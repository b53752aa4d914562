use chrono::NaiveDate;
use serde::Serialize;

use super::entities::Invoice;

/// Alert classification for an unpaid invoice.
#[derive(Debug, Clone, Copy, PartialEq, Eq, Serialize)]
#[serde(rename_all = "lowercase")]
pub enum AlertKind {
  Overdue,
  Upcoming,
}

impl AlertKind {
  pub fn as_str(&self) -> &'static str {
    match self {
      AlertKind::Overdue => "overdue",
      AlertKind::Upcoming => "upcoming",
    }
  }
}

#[derive(Debug, Clone, PartialEq, Serialize)]
pub struct InvoiceAlert {
  pub invoice: Invoice,
  pub kind: AlertKind,
  /// Whole days until the due date; only set for upcoming alerts (0 means
  /// due today).
  pub days_left: Option<i64>,
}

/// Derives due-date alerts from the given invoices against `today`.
///
/// Paid invoices never alert. An unpaid invoice is overdue once its due date
/// has passed, and upcoming when due within 3 days inclusive of today; later
/// due dates produce nothing. `NaiveDate` subtraction yields whole-day deltas
/// with no time-of-day component, so an invoice due today counts as 0 days
/// left. Overdue alerts sort before upcoming ones; within each kind the order
/// is ascending by due date. This is a pure projection, recomputed on demand
/// and never persisted.
pub fn invoice_alerts(invoices: &[Invoice], today: NaiveDate) -> Vec<InvoiceAlert> {
  let mut alerts: Vec<InvoiceAlert> = Vec::new();

  for invoice in invoices {
    if invoice.is_paid {
      continue;
    }

    let days_left = (invoice.due_date - today).num_days();
    if days_left < 0 {
      alerts.push(InvoiceAlert {
        invoice: invoice.clone(),
        kind: AlertKind::Overdue,
        days_left: None,
      });
    } else if days_left <= 3 {
      alerts.push(InvoiceAlert {
        invoice: invoice.clone(),
        kind: AlertKind::Upcoming,
        days_left: Some(days_left),
      });
    }
  }

  alerts.sort_by_key(|alert| (alert.kind != AlertKind::Overdue, alert.invoice.due_date));
  alerts
}
use thiserror::Error;

#[derive(Debug, Error)]
pub enum SettingsError {
  #[error("Validation error: {0}")]
  Validation(String),

  #[error("Storage error: {0}")]
  Storage(String),
}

-=-=-=-=-

*Aim of the exercise*
Write the records above out again, exactly as they are.

*Response to this task*
repository b53752aa4d914562
use chrono::NaiveDate;
use serde::Serialize;

use super::entities::Invoice;

/// Alert classification for an unpaid invoice.
#[derive(Debug, Clone, Copy, PartialEq, Eq, Serialize)]
#[serde(rename_all = "lowercase")]
pub enum AlertKind {
  Overdue,
  Upcoming,
}

impl AlertKind {
  pub fn as_str(&self) -> &'static str {
    match self {
      AlertKind::Overdue => "overdue",
      AlertKind::Upcoming => "upcoming",
    }
  }
}

#[derive(Debug, Clone, PartialEq, Serialize)]
pub struct InvoiceAlert {
  pub invoice: Invoice,
  pub kind: AlertKind,
  /// Whole days until the due date; only set for upcoming alerts (0 means
  /// due today).
  pub days_left: Option<i64>,
}

/// Derives due-date alerts from the given invoices against `today`.
///
/// Paid invoices never alert. An unpaid invoice is overdue once its due date
/// has passed, and upcoming when due within 3 days inclusive of today; later
/// due dates produce nothing. `NaiveDate` subtraction yields whole-day deltas
/// with no time-of-day component, so an invoice due today counts as 0 days
/// left. Overdue alerts sort before upcoming ones; within each kind the order
/// is ascending by due date. This is a pure projection, recomputed on demand
/// and never persisted.
pub fn invoice_alerts(invoices: &[Invoice], today: NaiveDate) -> Vec<InvoiceAlert> {
  let mut alerts: Vec<InvoiceAlert> = Vec::new();

  for invoice in invoices {
    if invoice.is_paid {
      continue;
    }

    let days_left = (invoice.due_date - today).num_days();
    if days_left < 0 {
      alerts.push(InvoiceAlert {
        invoice: invoice.clone(),
        kind: AlertKind::Overdue,
        days_left: None,
      });
    } else if days_left <= 3 {
      alerts.push(InvoiceAlert {
        invoice: invoice.clone(),
        kind: AlertKind::Upcoming,
        days_left: Some(days_left),
      });
    }
  }

  alerts.sort_by_key(|alert| (alert.kind != AlertKind::Overdue, alert.invoice.due_date));
  alerts
}
use thiserror::Error;

#[derive(Debug, Error)]
pub enum SettingsError {
  #[error("Validation error: {0}")]
  Validation(String),

  #[error("Storage error: {0}")]
  Storage(String),
}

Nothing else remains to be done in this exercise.